Steph Storey - Portraits.
These mixed media portraitures, by Steph Isolde, as in the tradition of fine art, are detailed, composed and nuanced. The observer can feel the artist enjoys the challenge of capturing her subjects’ emotion and their story. “I believe that portraits can tell a story - that they can form part of an important narrative around cultural issues, inspire, and evoke strong emotion.”

Her distinct use of line depicting the face, the hands, eyes, wrinkles, hair and skin is profound. Using brown paper pasted on board or cardboard her works are pasted in alleys and lanes in the northern suburbs of Melbourne. This juxtaposition of the refined portrait pasted on the streets on paper only serves to emphasise the raw power of her portraits. Portraiture has a long history in art with the most celebrated and famous art works being portraits. We humans like to look at ourselves, and we like to stare at others. The portrait artist gives us this opportunity to do both undisturbed. There is an endless fascination with portraiture, now fashioned into selfies and instant gratification through digital technology. However, a drawing or painting holds a different aesthetic that keeps us endlessly captivated with traditional portraiture- take the popularity of the Archibald for instance.

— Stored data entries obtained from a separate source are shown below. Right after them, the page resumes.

#[cfg(test)]
mod tests {
    use super::*;
    use crate::domain::{AccountRecord, DealKind};
    use crate::test_support::Harness;
    use crate::venue::VenueCode;
    use rust_decimal_macros::dec;

    #[tokio::test]
    async fn balance_reads_from_venue() {
        let h = Harness::connected().await;
        h.venue.add_account(2001, "real\\standard", dec!(500));
        assert_eq!(h.gateway.get_balance(2001).await.unwrap(), dec!(500));
        assert_eq!(h.gateway.get_equity(2001).await.unwrap(), dec!(500));
        assert_eq!(h.gateway.get_profit(2001).await.unwrap(), Decimal::ZERO);
    }

    #[tokio::test]
    async fn missing_account_returns_default_and_is_cached() {
        let h = Harness::connected().await;
        h.store
            .upsert_account(&AccountRecord {
                login: 404,
                owner_user_id: 1,
                balance: dec!(10),
                group_name: None,
                active: true,
                updated_at: Utc::now(),
            })
            .await
            .unwrap();

        assert_eq!(h.gateway.get_balance(404).await.unwrap(), Decimal::ZERO);
        let calls = h.venue.call_count();
        assert_eq!(h.gateway.get_balance(404).await.unwrap(), Decimal::ZERO);
        assert_eq!(h.venue.call_count(), calls);

        let record = h.store.find_account_by_login(404).await.unwrap().unwrap();
        assert!(!record.active);
    }

    #[tokio::test]
    async fn miss_cache_is_per_data_type() {
        let h = Harness::connected().await;
        assert_eq!(h.gateway.get_balance(7).await.unwrap(), Decimal::ZERO);
        let calls = h.venue.call_count();
        assert!(h.gateway.get_positions(7).await.unwrap().is_empty());
        assert!(h.venue.call_count() > calls);
    }

    #[tokio::test]
    async fn permission_errors_propagate_on_reads() {
        let h = Harness::connected().await;
        h.venue.add_account(2002, "real\\standard", dec!(1));
        h.venue.fail_next_account_get(VenueCode::ERR_PERMISSIONS);
        let err = h.gateway.get_balance(2002).await.unwrap_err();
        assert!(matches!(err, GatewayError::PermissionDenied(_)));
    }

    #[tokio::test]
    async fn read_timeout_behaves_as_no_data() {
        let h = Harness::with_timeout(Duration::from_millis(20)).await;
        h.venue.add_account(2003, "real\\standard", dec!(75));
        h.venue.set_latency(Some(Duration::from_millis(200)));
        assert_eq!(h.gateway.get_balance(2003).await.unwrap(), Decimal::ZERO);
    }

    #[tokio::test]
    async fn write_timeout_is_an_error() {
        let h = Harness::with_timeout(Duration::from_millis(20)).await;
        h.venue.add_account(2004, "real\\standard", dec!(75));
        h.venue.set_latency(Some(Duration::from_millis(200)));
        let err = h.gateway.set_leverage(2004, 100).await.unwrap_err();
        assert!(matches!(err, GatewayError::Timeout { .. }));
    }

    #[tokio::test]
    async fn non_numeric_deal_query_skips_venue() {
        let h = Harness::connected().await;
        let calls = h.venue.call_count();
        let deals = h
            .gateway
            .get_deals("abc", Utc::now() - ChronoDuration::days(1), Utc::now())
            .await
            .unwrap();
        assert!(deals.is_empty());
        assert_eq!(h.venue.call_count(), calls);
    }

    #[tokio::test]
    async fn deal_range_is_capped() {
        let h = Harness::connected().await;
        h.venue.add_account(2005, "real\\standard", dec!(0));
        let now = Utc::now();
        for (id, age_days) in [(1u64, 10i64), (2, 200)] {
            h.venue.add_deal(Deal {
                deal_id: id,
                login: 2005,
                time: now - ChronoDuration::days(age_days),
                kind: DealKind::Balance,
                symbol: None,
                volume: Decimal::ZERO,
                price: Decimal::ZERO,
                profit: dec!(1),
                commission: Decimal::ZERO,
                comment: String::new(),
            });
        }

        let deals = h
            .gateway
            .get_deals("2005", now - ChronoDuration::days(365), now)
            .await
            .unwrap();
        assert_eq!(deals.len(), 1);
        assert_eq!(deals[0].deal_id, 1);
    }

    #[tokio::test]
    async fn summary_combines_figures_and_user() {
        let h = Harness::connected().await;
        h.venue.add_account(2006, "real\\standard", dec!(250));
        let summary = h.gateway.account_summary(2006).await.unwrap();
        assert!(summary.found);
        assert_eq!(summary.balance, dec!(250));
        assert_eq!(summary.group.as_deref(), Some("real\\standard"));

        let missing = h.gateway.account_summary(9999).await.unwrap();
        assert!(!missing.found);
    }

    #[tokio::test]
    async fn create_account_maps_vendor_failures() {
        let h = Harness::connected().await;
        let login = h.gateway.create_account(Harness::new_account(0)).await.unwrap();
        assert!(login > 0);

        let err = h
            .gateway
            .create_account(Harness::new_account(login))
            .await
            .unwrap_err();
        assert!(matches!(err, GatewayError::DuplicateEntity(_)));

        h.venue.exhaust_logins(true);
        let err = h.gateway.create_account(Harness::new_account(0)).await.unwrap_err();
        assert!(matches!(err, GatewayError::CapacityExhausted(_)));
    }

    #[tokio::test]
    async fn rights_and_leverage_updates_reach_venue() {
        let h = Harness::connected().await;
        h.venue.add_account(2007, "real\\standard", dec!(0));

        h.gateway.set_leverage(2007, 200).await.unwrap();
        assert_eq!(h.gateway.get_leverage(2007).await.unwrap(), 200);

        let rights = h
            .gateway
            .set_rights(
                2007,
                RightsChange {
                    algo_trading: Some(true),
                    ..Default::default()
                },
            )
            .await
            .unwrap();
        assert!(rights.algo_trading_allowed());

        h.gateway.disable_account(2007).await.unwrap();
        let user = h.venue.user(2007).unwrap();
        assert!(!user.rights.is_enabled());
        assert!(!user.rights.trading_allowed());
    }

    #[tokio::test]
    async fn unavailable_connection_propagates() {
        let h = Harness::without_settings();
        let err = h.gateway.get_balance(1).await.unwrap_err();
        assert!(matches!(err, GatewayError::ConnectionUnavailable(_)));
    }
}
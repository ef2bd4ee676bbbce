use async_trait::async_trait;
use chrono::{DateTime, Utc};
use rust_decimal::Decimal;
use uuid::Uuid;

use crate::domain::{
    AccountOwner, AccountRecord, AuditEntry, ConnectionSettings, DefaultSlot,
    FundOperationRecord, GroupUpsert, Login, NewConnectionSettings, SagaState, TradingGroup,
    TransferSaga,
};
use crate::error::Result;

/// Narrow record-store interface consumed by the gateway
#[async_trait]
pub trait RecordStore: Send + Sync {
    // ==================== Accounts ====================

    async fn find_account_by_login(&self, login: Login) -> Result<Option<AccountRecord>>;

    /// Owner of the account and the owner's upstream introducing broker
    async fn find_account_owner(&self, login: Login) -> Result<Option<AccountOwner>>;

    async fn upsert_account(&self, record: &AccountRecord) -> Result<()>;

    /// Flag the mirror row inactive; returns false when no row exists
    async fn mark_account_inactive(&self, login: Login) -> Result<bool>;

    async fn update_account_balance(&self, login: Login, balance: Decimal) -> Result<()>;

    // ==================== Trading groups ====================

    async fn upsert_trading_group(&self, upsert: &GroupUpsert) -> Result<()>;

    /// Deactivate every active group whose name is not in `keep`
    async fn deactivate_groups_except(
        &self,
        keep: &[String],
        synced_at: DateTime<Utc>,
    ) -> Result<u64>;

    async fn list_trading_groups(&self, active_only: bool) -> Result<Vec<TradingGroup>>;

    /// Move a default designation to `name`, clearing it everywhere else atomically
    async fn set_default_group(&self, name: &str, slot: DefaultSlot) -> Result<()>;

    async fn set_group_alias(&self, name: &str, alias: Option<&str>) -> Result<()>;

    // ==================== Fund operations ====================

    async fn create_fund_operation_record(&self, record: &FundOperationRecord) -> Result<()>;

    async fn list_fund_operations(&self, login: Login) -> Result<Vec<FundOperationRecord>>;

    async fn append_audit(&self, entry: &AuditEntry) -> Result<()>;

    async fn create_transfer_saga(&self, saga: &TransferSaga) -> Result<()>;

    async fn update_transfer_saga(
        &self,
        id: Uuid,
        state: SagaState,
        last_error: Option<&str>,
    ) -> Result<()>;

    /// Sagas that stopped before a terminal state
    async fn pending_transfer_sagas(&self) -> Result<Vec<TransferSaga>>;

    // ==================== Connection settings ====================

    /// Append a settings row; history is never mutated
    async fn insert_connection_settings(
        &self,
        new: &NewConnectionSettings,
    ) -> Result<ConnectionSettings>;
}

/// Where the connection manager reads credentials from
#[async_trait]
pub trait SettingsSource: Send + Sync {
    /// Newest settings row by creation time, if any
    async fn latest_settings(&self) -> Result<Option<ConnectionSettings>>;
}
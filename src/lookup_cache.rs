//! Failed-lookup cache and diagnostic log limiter
//!
//! Accounts that the venue has just confirmed absent are remembered for a
//! short TTL so repeated reads return defaults without a vendor round-trip.
//! Per-process and advisory only: nothing in the fund path consults it.

use dashmap::DashMap;
use std::collections::VecDeque;
use std::sync::Arc;
use std::time::{Duration, Instant};
use tracing::debug;

use crate::config::CacheConfig;

/// What was looked up, and for which entity
#[derive(Debug, Clone, PartialEq, Eq, Hash)]
pub struct LookupKey {
    pub entity: String,
    pub data_type: &'static str,
}

impl LookupKey {
    pub fn new(entity: impl ToString, data_type: &'static str) -> Self {
        Self {
            entity: entity.to_string(),
            data_type,
        }
    }
}

impl std::fmt::Display for LookupKey {
    fn fmt(&self, f: &mut std::fmt::Formatter<'_>) -> std::fmt::Result {
        write!(f, "{}:{}", self.data_type, self.entity)
    }
}

#[derive(Debug, Clone, Copy)]
struct FailedLookupEntry {
    first_seen: Instant,
    expires_at: Instant,
    occurrences: u32,
}

#[derive(Debug, Clone, Default)]
struct LogWindow {
    /// Instants of the occurrences that were allowed to log
    logged: VecDeque<Instant>,
    suppressed: u32,
}

#[derive(Debug, Clone)]
pub struct FailedLookupCache {
    failures: Arc<DashMap<LookupKey, FailedLookupEntry>>,
    log_windows: Arc<DashMap<LookupKey, LogWindow>>,
    ttl: Duration,
    log_window: Duration,
    max_log_rate: usize,
    log_ceiling: u32,
    max_entries: usize,
}

impl FailedLookupCache {
    pub fn new(config: &CacheConfig) -> Self {
        let ttl = Duration::from_secs(config.failed_lookup_ttl_secs);
        Self {
            failures: Arc::new(DashMap::new()),
            log_windows: Arc::new(DashMap::new()),
            ttl,
            log_window: ttl,
            max_log_rate: config.max_log_rate.max(1) as usize,
            log_ceiling: config.log_ceiling,
            max_entries: config.max_entries.max(1),
        }
    }

    pub fn with_defaults() -> Self {
        Self::new(&CacheConfig::default())
    }

    pub fn default_ttl(&self) -> Duration {
        self.ttl
    }

    pub fn max_log_rate(&self) -> usize {
        self.max_log_rate
    }

    /// False while a non-expired failure sentinel exists for `key`
    pub fn should_call_vendor(&self, key: &LookupKey) -> bool {
        self.should_call_vendor_at(key, Instant::now())
    }

    pub fn should_call_vendor_at(&self, key: &LookupKey, now: Instant) -> bool {
        let expired = match self.failures.get(key) {
            None => return true,
            Some(entry) => now >= entry.expires_at,
        };
        if expired {
            self.failures
                .remove_if(key, |_, entry| now >= entry.expires_at);
        }
        expired
    }

    /// Remember a confirmed miss for `ttl`
    pub fn record_failure(&self, key: &LookupKey, ttl: Duration) {
        self.record_failure_at(key, ttl, Instant::now());
    }

    pub fn record_failure_at(&self, key: &LookupKey, ttl: Duration, now: Instant) {
        if self.failures.len() >= self.max_entries && !self.failures.contains_key(key) {
            self.sweep_expired_at(now);
            if self.failures.len() >= self.max_entries {
                self.evict_soonest_expiring();
            }
        }

        self.failures
            .entry(key.clone())
            .and_modify(|entry| {
                if now >= entry.expires_at {
                    entry.first_seen = now;
                    entry.occurrences = 0;
                }
                entry.expires_at = now + ttl;
                entry.occurrences = entry.occurrences.saturating_add(1);
            })
            .or_insert(FailedLookupEntry {
                first_seen: now,
                expires_at: now + ttl,
                occurrences: 1,
            });
    }

    /// Number of misses recorded since the sentinel was (re)created
    pub fn occurrences(&self, key: &LookupKey) -> u32 {
        self.failures.get(key).map(|e| e.occurrences).unwrap_or(0)
    }

    /// How long ago the current sentinel was first created
    pub fn first_seen_age(&self, key: &LookupKey) -> Option<Duration> {
        self.failures.get(key).map(|e| e.first_seen.elapsed())
    }

    /// Sliding-window limiter: at most `max_log_rate` trues per window per key
    pub fn should_log(&self, key: &LookupKey) -> bool {
        self.should_log_at(key, Instant::now())
    }

    pub fn should_log_at(&self, key: &LookupKey, now: Instant) -> bool {
        if self.log_windows.len() >= self.max_entries && !self.log_windows.contains_key(key) {
            self.sweep_expired_at(now);
            if self.log_windows.len() >= self.max_entries {
                self.evict_stalest_window();
            }
        }

        let mut window = self.log_windows.entry(key.clone()).or_default();
        while let Some(oldest) = window.logged.front() {
            if now.saturating_duration_since(*oldest) >= self.log_window {
                window.logged.pop_front();
            } else {
                break;
            }
        }
        if window.logged.is_empty() {
            window.suppressed = 0;
        }

        if window.logged.len() < self.max_log_rate {
            window.logged.push_back(now);
            true
        } else {
            if window.suppressed < self.log_ceiling {
                window.suppressed += 1;
            }
            false
        }
    }

    /// Occurrences silenced in the current window (capped at the ceiling)
    pub fn suppressed(&self, key: &LookupKey) -> u32 {
        self.log_windows.get(key).map(|w| w.suppressed).unwrap_or(0)
    }

    /// Drop expired sentinels and idle log windows
    pub fn sweep_expired(&self) -> usize {
        self.sweep_expired_at(Instant::now())
    }

    fn sweep_expired_at(&self, now: Instant) -> usize {
        let before = self.failures.len();
        self.failures.retain(|_, entry| now < entry.expires_at);
        let window = self.log_window;
        self.log_windows.retain(|_, w| {
            w.logged
                .back()
                .is_some_and(|last| now.saturating_duration_since(*last) < window)
        });
        let removed = before.saturating_sub(self.failures.len());
        if removed > 0 {
            debug!("Swept {} expired failed-lookup entries", removed);
        }
        removed
    }

    /// Still-live sentinels fill the map: drop the one closest to expiry
    fn evict_soonest_expiring(&self) {
        let victim = self
            .failures
            .iter()
            .min_by_key(|entry| entry.value().expires_at)
            .map(|entry| entry.key().clone());
        if let Some(victim) = victim {
            self.failures.remove(&victim);
            debug!("Failed-lookup cache full, evicted {}", victim);
        }
    }

    fn evict_stalest_window(&self) {
        let victim = self
            .log_windows
            .iter()
            .min_by_key(|entry| entry.value().logged.back().copied())
            .map(|entry| entry.key().clone());
        if let Some(victim) = victim {
            self.log_windows.remove(&victim);
        }
    }

    pub fn len(&self) -> usize {
        self.failures.len()
    }

    /// Keys with a live log window
    pub fn log_window_count(&self) -> usize {
        self.log_windows.len()
    }

    pub fn is_empty(&self) -> bool {
        self.failures.is_empty()
    }

    pub fn clear(&self) {
        self.failures.clear();
        self.log_windows.clear();
    }
}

Throughout the past year I've found I’ve really leaned into my art practice, held onto it like a lifeline. Having the ability to continue creating even as the world seemed to be closing in around us provided me with a source of strength and hope.  The influence of Covid and the lengthy lockdown has created a shift in my work. I think I’m searching for ways to convey the sense of loss we felt, but also honour the resilience and courage that arose because of it.” 

“Every portrait that is painted with feeling is a portrait of the artist, not of the sitter. The sitter is merely the accident, the occasion. It is not he who is revealed by the painter: it is the painter who, on the canvas, reveals himself.“ Oscar Wilde.